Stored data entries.
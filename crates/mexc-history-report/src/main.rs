/*
[INPUT]:  CLI arguments, optional YAML configuration file, MEXC_API_KEY / MEXC_API_SECRET
[OUTPUT]: Position/order history report on stdout, structured logs on stderr
[POS]:    Binary entry point
[UPDATE]: When changing CLI flags, startup flow, or error reporting
*/

use anyhow::{Context, Result, anyhow};
use clap::Parser;
use std::process::ExitCode;
use tracing::{error, info, warn};
use tracing_subscriber::EnvFilter;

use mexc_contract_adapter::{Credentials, EnvPresence, MexcClient, MexcError};
use mexc_history_report::{Cli, ReportConfig, run_report};

#[tokio::main]
async fn main() -> ExitCode {
    let args = Cli::parse();
    if let Err(err) = init_tracing(&args.log_level) {
        eprintln!("{err:#}");
        return ExitCode::FAILURE;
    }

    match run(args).await {
        Ok(()) => ExitCode::SUCCESS,
        Err(err) => {
            log_failure(&err);
            ExitCode::FAILURE
        }
    }
}

async fn run(args: Cli) -> Result<()> {
    info!(command = ?args.command, dry_run = args.dry_run, "starting mexc-history");

    let presence = EnvPresence::from_env();
    let describe = |present: bool| if present { "present" } else { "missing" };
    info!(
        api_key = describe(presence.api_key),
        api_secret = describe(presence.api_secret),
        "credential check"
    );

    let config = load_config(&args)?;
    info!(
        base_url = %config.base_url,
        page_size = config.page_size,
        lookback_days = config.lookback_days,
        "configuration loaded"
    );

    if args.dry_run {
        info!("dry-run requested; configuration validated");
        return Ok(());
    }

    let mut client = MexcClient::with_base_url(config.client_config(), &config.base_url)
        .context("build http client")?;
    match Credentials::from_env() {
        Ok(credentials) => client.set_credentials(credentials),
        Err(err) => warn!(error = %err, "continuing without credentials"),
    }

    let stdout = std::io::stdout();
    let mut out = stdout.lock();
    run_report(&args, &config, &client, &mut out).await
}

fn load_config(args: &Cli) -> Result<ReportConfig> {
    let mut config = match &args.config_path {
        Some(path) => ReportConfig::from_file(path).context("load config")?,
        None => ReportConfig::default(),
    };
    args.apply_overrides(&mut config);
    config.validate().context("validate config")?;
    Ok(config)
}

fn init_tracing(log_level: &str) -> Result<()> {
    let filter = EnvFilter::try_new(log_level).context("invalid log level")?;
    tracing_subscriber::fmt()
        .with_env_filter(filter)
        .with_writer(std::io::stderr)
        .try_init()
        .map_err(|err| anyhow!(err))
        .context("initialize tracing subscriber")?;
    Ok(())
}

fn log_failure(err: &anyhow::Error) {
    match err.downcast_ref::<MexcError>() {
        Some(api) => error!(
            error = %format!("{err:#}"),
            status = ?api.status(),
            response = ?api.response_body(),
            headers = ?api.response_headers(),
            "failed to fetch history"
        ),
        None => error!(error = %format!("{err:#}"), "failed to fetch history"),
    }
}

Work to complete. What you return must be the entries, given again word for word.

Your response.
filename crates/mexc-history-report/src/main.rs
/*
[INPUT]:  CLI arguments, optional YAML configuration file, MEXC_API_KEY / MEXC_API_SECRET
[OUTPUT]: Position/order history report on stdout, structured logs on stderr
[POS]:    Binary entry point
[UPDATE]: When changing CLI flags, startup flow, or error reporting
*/

use anyhow::{Context, Result, anyhow};
use clap::Parser;
use std::process::ExitCode;
use tracing::{error, info, warn};
use tracing_subscriber::EnvFilter;

use mexc_contract_adapter::{Credentials, EnvPresence, MexcClient, MexcError};
use mexc_history_report::{Cli, ReportConfig, run_report};

#[tokio::main]
async fn main() -> ExitCode {
    let args = Cli::parse();
    if let Err(err) = init_tracing(&args.log_level) {
        eprintln!("{err:#}");
        return ExitCode::FAILURE;
    }

    match run(args).await {
        Ok(()) => ExitCode::SUCCESS,
        Err(err) => {
            log_failure(&err);
            ExitCode::FAILURE
        }
    }
}

async fn run(args: Cli) -> Result<()> {
    info!(command = ?args.command, dry_run = args.dry_run, "starting mexc-history");

    let presence = EnvPresence::from_env();
    let describe = |present: bool| if present { "present" } else { "missing" };
    info!(
        api_key = describe(presence.api_key),
        api_secret = describe(presence.api_secret),
        "credential check"
    );

    let config = load_config(&args)?;
    info!(
        base_url = %config.base_url,
        page_size = config.page_size,
        lookback_days = config.lookback_days,
        "configuration loaded"
    );

    if args.dry_run {
        info!("dry-run requested; configuration validated");
        return Ok(());
    }

    let mut client = MexcClient::with_base_url(config.client_config(), &config.base_url)
        .context("build http client")?;
    match Credentials::from_env() {
        Ok(credentials) => client.set_credentials(credentials),
        Err(err) => warn!(error = %err, "continuing without credentials"),
    }

    let stdout = std::io::stdout();
    let mut out = stdout.lock();
    run_report(&args, &config, &client, &mut out).await
}

fn load_config(args: &Cli) -> Result<ReportConfig> {
    let mut config = match &args.config_path {
        Some(path) => ReportConfig::from_file(path).context("load config")?,
        None => ReportConfig::default(),
    };
    args.apply_overrides(&mut config);
    config.validate().context("validate config")?;
    Ok(config)
}

fn init_tracing(log_level: &str) -> Result<()> {
    let filter = EnvFilter::try_new(log_level).context("invalid log level")?;
    tracing_subscriber::fmt()
        .with_env_filter(filter)
        .with_writer(std::io::stderr)
        .try_init()
        .map_err(|err| anyhow!(err))
        .context("initialize tracing subscriber")?;
    Ok(())
}

fn log_failure(err: &anyhow::Error) {
    match err.downcast_ref::<MexcError>() {
        Some(api) => error!(
            error = %format!("{err:#}"),
            status = ?api.status(),
            response = ?api.response_body(),
            headers = ?api.response_headers(),
            "failed to fetch history"
        ),
        None => error!(error = %format!("{err:#}"), "failed to fetch history"),
    }
}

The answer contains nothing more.